BRITAIN’s Rail Accident Investigation Branch (RAIB) says its preliminary examination of a crash between two trains in Salisbury on October 31 has found low adhesion between the train’s wheels and the rails was “almost certainly” the cause.

At around 18:45, South Western Railway (SWR) passenger service 1L53 from London Waterloo to Honiton collided with the side of Great Western Railway (GWR) passenger service 1F30 from Portsmouth Harbour to Bristol Temple Meads. The collision occurred at Salisbury Tunnel Junction, on the immediate approach to Fisherton tunnel.

The junction allows the up and down dean lines to Eastleigh to merge with the up and down main lines to Basingstoke. At the time of the accident, train 1F30 was using the junction to join the down main line from the down dean line, while train 1L53 was approaching the junction on the down main line from the direction of Basingstoke.

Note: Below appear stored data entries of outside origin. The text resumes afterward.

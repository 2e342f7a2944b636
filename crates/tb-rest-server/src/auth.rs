// Copyright 2025 Schelling Point Labs Inc
// SPDX-License-Identifier: AGPL-3.0-only

//! Authentication and authorization
//!
//! Session tokens are stateless HS256 JWTs. They are read from the `token`
//! cookie first and from an `Authorization: Bearer` header otherwise.

use crate::error::{ServerError, ServerResult};
use crate::state::AppState;
use argon2::password_hash::{
    rand_core::OsRng, PasswordHash, PasswordHasher, PasswordVerifier, SaltString,
};
use argon2::Argon2;
use axum::{
    extract::{Request, State},
    http::{header, HeaderMap},
    middleware::Next,
    response::{IntoResponse, Response},
};
use axum_extra::extract::cookie::{Cookie, CookieJar, SameSite};
use jsonwebtoken::{decode, encode, DecodingKey, EncodingKey, Header, Validation};
use serde::{Deserialize, Serialize};
use std::time::{Duration, SystemTime, UNIX_EPOCH};

/// Name of the session cookie
pub const SESSION_COOKIE: &str = "token";

/// Secret used when none is configured. Never suitable for production.
pub const DEVELOPMENT_JWT_SECRET: &str = "dev-secret-change-in-prod";

const WEEK: Duration = Duration::from_secs(7 * 24 * 60 * 60);

/// Authentication configuration
#[derive(Clone)]
pub struct AuthConfig {
    pub jwt_secret: String,
    pub token_ttl: Duration,
}

impl Default for AuthConfig {
    fn default() -> Self {
        Self::with_jwt_secret(DEVELOPMENT_JWT_SECRET.to_string())
    }
}

impl std::fmt::Debug for AuthConfig {
    fn fmt(&self, f: &mut std::fmt::Formatter<'_>) -> std::fmt::Result {
        f.debug_struct("AuthConfig")
            .field("jwt_secret", &tb_logging::redact(&self.jwt_secret))
            .field("token_ttl", &self.token_ttl)
            .finish()
    }
}

impl AuthConfig {
    /// Create auth config from JWT secret
    pub fn with_jwt_secret(secret: String) -> Self {
        Self {
            jwt_secret: secret,
            token_ttl: WEEK,
        }
    }

    pub fn uses_development_secret(&self) -> bool {
        self.jwt_secret == DEVELOPMENT_JWT_SECRET
    }

    /// Issue a session token for a user, valid for `token_ttl`
    pub fn issue_token(&self, user_id: &str) -> ServerResult<String> {
        let now = SystemTime::now()
            .duration_since(UNIX_EPOCH)
            .map_err(|e| ServerError::Internal(format!("system clock before epoch: {e}")))?;
        self.issue_token_at(user_id, now.as_secs())
    }

    fn issue_token_at(&self, user_id: &str, issued_at: u64) -> ServerResult<String> {
        let claims = Claims {
            sub: user_id.to_string(),
            iat: issued_at,
            exp: issued_at + self.token_ttl.as_secs(),
        };
        encode(
            &Header::default(),
            &claims,
            &EncodingKey::from_secret(self.jwt_secret.as_bytes()),
        )
        .map_err(|e| ServerError::Internal(format!("failed to sign token: {e}")))
    }

    /// Validate JWT token
    pub fn validate_jwt(&self, token: &str) -> Result<Claims, ServerError> {
        let decoding_key = DecodingKey::from_secret(self.jwt_secret.as_bytes());
        let validation = Validation::default();

        let token_data = decode::<Claims>(token, &decoding_key, &validation)
            .map_err(|_| ServerError::Auth("Invalid token".to_string()))?;

        Ok(token_data.claims)
    }

    /// Build the session cookie carrying `token`
    pub fn session_cookie(&self, token: String, secure: bool) -> Cookie<'static> {
        let max_age = time::Duration::seconds(self.token_ttl.as_secs() as i64);
        Cookie::build((SESSION_COOKIE, token))
            .http_only(true)
            .secure(secure)
            .same_site(SameSite::Lax)
            .path("/")
            .max_age(max_age)
            .build()
    }
}

/// Empty, already-expired session cookie sent on logout
pub fn expired_session_cookie() -> Cookie<'static> {
    Cookie::build((SESSION_COOKIE, ""))
        .http_only(true)
        .same_site(SameSite::Lax)
        .path("/")
        .max_age(time::Duration::ZERO)
        .build()
}

/// JWT claims
#[derive(Debug, Clone, PartialEq, Eq, Serialize, Deserialize)]
pub struct Claims {
    pub sub: String, // Subject (user ID)
    pub iat: u64,
    pub exp: u64,
}

/// Identity resolved by the session gate, available to handlers as a
/// request extension
#[derive(Debug, Clone, PartialEq, Eq)]
pub struct AuthenticatedUser {
    pub user_id: String,
}

/// Extract a session token from the cookie jar, falling back to a bearer header
pub fn session_token(jar: &CookieJar, headers: &HeaderMap) -> Option<String> {
    if let Some(cookie) = jar.get(SESSION_COOKIE) {
        if !cookie.value().is_empty() {
            return Some(cookie.value().to_string());
        }
    }

    headers
        .get(header::AUTHORIZATION)
        .and_then(|h| h.to_str().ok())
        .and_then(|v| v.strip_prefix("Bearer "))
        .map(str::trim)
        .filter(|t| !t.is_empty())
        .map(str::to_string)
}

/// Session gate: rejects requests without a valid token and attaches the
/// caller's identity otherwise
pub async fn require_session(
    State(state): State<AppState>,
    jar: CookieJar,
    mut req: Request,
    next: Next,
) -> Response {
    let Some(token) = session_token(&jar, req.headers()) else {
        return ServerError::Auth("Unauthorized".to_string()).into_response();
    };

    match state.auth().validate_jwt(&token) {
        Ok(claims) => {
            req.extensions_mut().insert(AuthenticatedUser {
                user_id: claims.sub,
            });
            next.run(req).await
        }
        Err(err) => {
            tracing::debug!("rejected request with invalid session token");
            err.into_response()
        }
    }
}

/// Hash a password with Argon2id on the blocking pool
pub async fn hash_password(password: String) -> ServerResult<String> {
    tokio::task::spawn_blocking(move || {
        let salt = SaltString::generate(&mut OsRng);
        Argon2::default()
            .hash_password(password.as_bytes(), &salt)
            .map(|hash| hash.to_string())
    })
    .await?
    .map_err(|e| ServerError::Internal(format!("password hashing failed: {e}")))
}

/// Check a password against a stored PHC hash on the blocking pool
pub async fn verify_password(password: String, password_hash: String) -> ServerResult<bool> {
    let verified = tokio::task::spawn_blocking(move || match PasswordHash::new(&password_hash) {
        Ok(parsed) => Argon2::default()
            .verify_password(password.as_bytes(), &parsed)
            .is_ok(),
        Err(_) => false,
    })
    .await?;
    Ok(verified)
}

The impact of the collision caused the front two coaches of train 1L53 and the rear two coaches of train 1F30 to derail. Both trains continued some distance into Fisherton tunnel following the collision before they came to a stop. 13 passengers and a member of railway staff required treatment in hospital as a result of the accident, which also caused significant damage to the trains and railway infrastructure involved.

RAIB says its preliminary examination found that the movement of train 1F30 across the junction was being protected by a signal on the down main line which was at danger, with this signal passed by train 1L53 by around 220m immediately prior to the collision.

Preliminary analysis of data downloaded from the on-train data recorder (OTDR) fitted to train 1L53 shows that the driver initially applied service braking to slow the train on approach to the caution signal before the at-danger signal. Around 12 seconds after service braking started, the driver made an emergency brake demand. As the train approached signal, and with the emergency brake still being demanded by the driver, a second emergency brake demand was made by the train protection and warning system (TPWS).

These emergency brakes did not prevent the train from reaching the junction where the collision occurred. OTDR analysis indicates that wheel slide was present both when the driver applied service braking and after emergency braking was demanded. This was almost certainly a result of low adhesion between the train’s wheels and the rails.

RAIB has launched an investigation to identify the sequence of events which led to the accident, which will also consider:

  • the level of wheel-rail adhesion present on the approach to Salisbury Tunnel junction
  • the status and performance of the braking, wheel slide protection and sanding systems on train 1L53
  • the behaviour of both trains during and following the collision
  • SWR’s policies relating to low wheel-rail adhesion
  • infrastructure manager Network Rail’s (NR) policies relating to low wheel-rail adhesion and how it managed the risk of low adhesion in this area
  • the processes used to assess and control the risk of overrun at the signal that was at danger, and
  • any relevant underlying factors, including any actions taken in response to previous safety recommendations.

The investigation is independent of any investigation by the industry, the British Transport Police or by the British rail regulator, the Office of Rail and Road (ORR).

“We welcome RAIB’s update on the scope and aims of its investigation,” says SWR managing director, Ms Claire Mann. “It is right that they look into all the possible causes of the lack of adhesion between the train and the track, and we are pleased their early assessment shows the South Western Railway driver reacted correctly to the signals by braking to slow the train down. We believe his actions went some way to preventing a much more serious incident and we wish him a speedy recovery.

“We will continue to work closely with the relevant authorities and our industry partners on all aspects of the investigation.”

“We want to pay tribute to our driver who was injured on Sunday night,” a SWR spokesperson said. “He is a deeply respected colleague, who has over 50 years’ experience of driving on this route and an excellent professional track record. All our drivers are regularly assessed to the highest standards and he has fully satisfied all requirements. Initial findings indicate that the driver acted in an impeccable way in a valiant attempt to keep his passengers safe, staying at the controls throughout. We thank him for his actions and we wish him a speedy recovery as he continues to be treated in hospital.”

In a joint statement issued on November 4, GWR, SWR and NR said while investigators had handed over the accident site, the line would remain closed until at least November 15.